Six New Jersey newspapers issued a joint editorial calling on Christie to resign following his failed presidential campaign and subsequent endorsement of Republican frontrunner Donald Trump.
“We’re fed up with Gov. Chris Christie’s arrogance,” the papers wrote. “We’re fed up with his opportunism. We’re fed up with his hypocrisy. We’re fed up with his sarcasm. We’re fed up with his long neglect of the state to pursue his own selfish agenda. We’re disgusted with his endorsement of Donald Trump after he spent months on the campaign trail trashing him, calling him unqualified by temperament and experience to be president.”
The newspapers — the Asbury Park Press, the Bridgewater Courier-News, the Cherry Hill Courier-Post, the East Brunswick Home News Tribune, the Vineland Daily Journal and the Morristown Daily Record, each owned by Gannett — published the call for Christie’s resignation a day after the governor held a contentious press conference where he refused to answer questions related to his endorsement of Trump because, he said, “I don’t want to.”
The newspapers noted that Christie spent 261 days out of state last year and traveled to campaign with Trump after giving the real estate mogul his endorsement on Friday. (On Saturday, even Trump told Christie it was time to “go home.”)

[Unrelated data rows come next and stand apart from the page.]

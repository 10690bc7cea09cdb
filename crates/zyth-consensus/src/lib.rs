pub mod error;
pub mod finality;
pub mod pow_engine;
pub mod proposer;
pub mod round;
pub mod slashing_engine;

pub use error::ConsensusError;
pub use finality::{
    FinalityCoordinator, FinalityRecord, FinalityStatus, Round, RoundConfig, ScoreOutcome,
    VoteOutcome,
};
pub use pow_engine::{PowEngine, REWARD_BASE, REWARD_REDUCTION_INTERVAL, RETARGET_WINDOW};
pub use proposer::select_proposer;
pub use round::{run_round, RoundMessage};
pub use slashing_engine::{SlashAction, SlashEvent, SlashKind, SlashingEngine};
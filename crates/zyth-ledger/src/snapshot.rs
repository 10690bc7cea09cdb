use serde::{Deserialize, Serialize};

use zyth_core::Address;

/// One committee seat in a height snapshot.
#[derive(Debug, Clone, Serialize, Deserialize, PartialEq)]
pub struct CommitteeMember {
    pub address: Address,
    /// Bonded stake at snapshot time, micro-ZYTH.
    pub stake: u64,
    /// Quadratic voting power derived from `stake` at snapshot time.
    pub power: f64,
}

/// Immutable committee view captured at block-proposal time.
///
/// All round-scoped readers (finality accounting, reward split, slashing
/// scan) work from the snapshot, so a stake change mid-round never alters an
/// already-counted vote's weight.
#[derive(Debug, Clone, Serialize, Deserialize, PartialEq)]
pub struct LedgerSnapshot {
    pub height: u64,
    /// Members sorted by address for replay-stable iteration.
    pub members: Vec<CommitteeMember>,
    pub total_power: f64,
}

impl LedgerSnapshot {
    pub fn power_of(&self, address: &Address) -> Option<f64> {
        self.members
            .iter()
            .find(|m| &m.address == address)
            .map(|m| m.power)
    }

    pub fn contains(&self, address: &Address) -> bool {
        self.members.iter().any(|m| &m.address == address)
    }

    pub fn len(&self) -> usize {
        self.members.len()
    }

    pub fn is_empty(&self) -> bool {
        self.members.is_empty()
    }

    /// Quorum threshold: two thirds of total committee power.
    pub fn quorum_power(&self) -> f64 {
        self.total_power * 2.0 / 3.0
    }

    /// Fork-alarm threshold: one third of total committee power.
    pub fn fork_alarm_power(&self) -> f64 {
        self.total_power / 3.0
    }
}
use serde::{Deserialize, Serialize};

use zyth_core::Address;

use crate::error::LedgerError;

/// Commission rate ceiling: 20% in basis points.
pub const MAX_COMMISSION_BPS: u16 = 2_000;

/// Authoritative validator record.
///
/// Accounts are never physically deleted: a validator that exits or falls
/// below the minimum is deactivated and keeps its history. Voting power is
/// derived from stake on demand, never stored here.
#[derive(Debug, Clone, Serialize, Deserialize, PartialEq)]
pub struct ValidatorAccount {
    pub address: Address,
    /// Bonded stake in micro-ZYTH.
    pub stake: u64,
    pub active: bool,
    pub jailed: bool,
    /// Unix-seconds release time for a cooldown jail; `None` while jailed
    /// means indefinite (double-sign).
    pub jailed_until: Option<u64>,
    /// Commission on committee rewards, in basis points (0–2000).
    pub commission_bps: u16,
    /// Unix seconds when the account was first bonded.
    pub bonded_at: u64,
    /// Cumulative slashed amount, for audit queries.
    pub total_slashed: u64,
}

impl ValidatorAccount {
    pub fn new(
        address: Address,
        stake: u64,
        commission_bps: u16,
        bonded_at: u64,
    ) -> Result<Self, LedgerError> {
        if commission_bps > MAX_COMMISSION_BPS {
            return Err(LedgerError::InvalidCommission(commission_bps));
        }
        Ok(Self {
            address,
            stake,
            active: true,
            jailed: false,
            jailed_until: None,
            commission_bps,
            bonded_at,
            total_slashed: 0,
        })
    }

    /// Eligible for committee membership: bonded, active, not jailed.
    pub fn in_committee(&self) -> bool {
        self.active && !self.jailed && self.stake > 0
    }

    pub fn jail(&mut self, until: Option<u64>) {
        self.jailed = true;
        self.jailed_until = until;
    }

    /// Lift a cooldown jail once its release time has passed. Indefinite
    /// jails are never lifted here.
    pub fn try_unjail(&mut self, now: u64) -> bool {
        match self.jailed_until {
            Some(release) if self.jailed && now >= release => {
                self.jailed = false;
                self.jailed_until = None;
                true
            }
            _ => false,
        }
    }
}
pub mod rpc;

pub use rpc::{routes, serve, RpcContext, RpcRequest};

“For the good of the state, it’s time for Christie to do his long-neglected constituents a favor and resign as governor,” the papers wrote. “If he refuses, citizens should initiate a recall effort.”
The papers concluded: “New Jersey needs someone whose full attention is devoted to making life better for New Jersey’s citizens. That won’t happen until Christie steps down or is forced out.”
The joint editorial came the same day New Hampshire’s Union Leader newspaper, which endorsed Christie, admitted it was wildly wrong to do so.
“Boy, were we wrong,” Union Leader publisher Joseph W. McQuaid wrote in an editorial. “Watching Christie kiss the Donald’s ring this weekend — and make excuses for the man Christie himself had said was unfit for the presidency — demonstrated how wrong we were. Rather than standing up to the bully, Christie bent his knee. In doing so, he rejected the very principles of his campaign that attracted our support.”
The public humiliation didn’t end there.
After introducing Trump at a press conference in Palm Beach, Fla., on Tuesday night, Christie stood awkwardly behind Trump — and was widely mocked."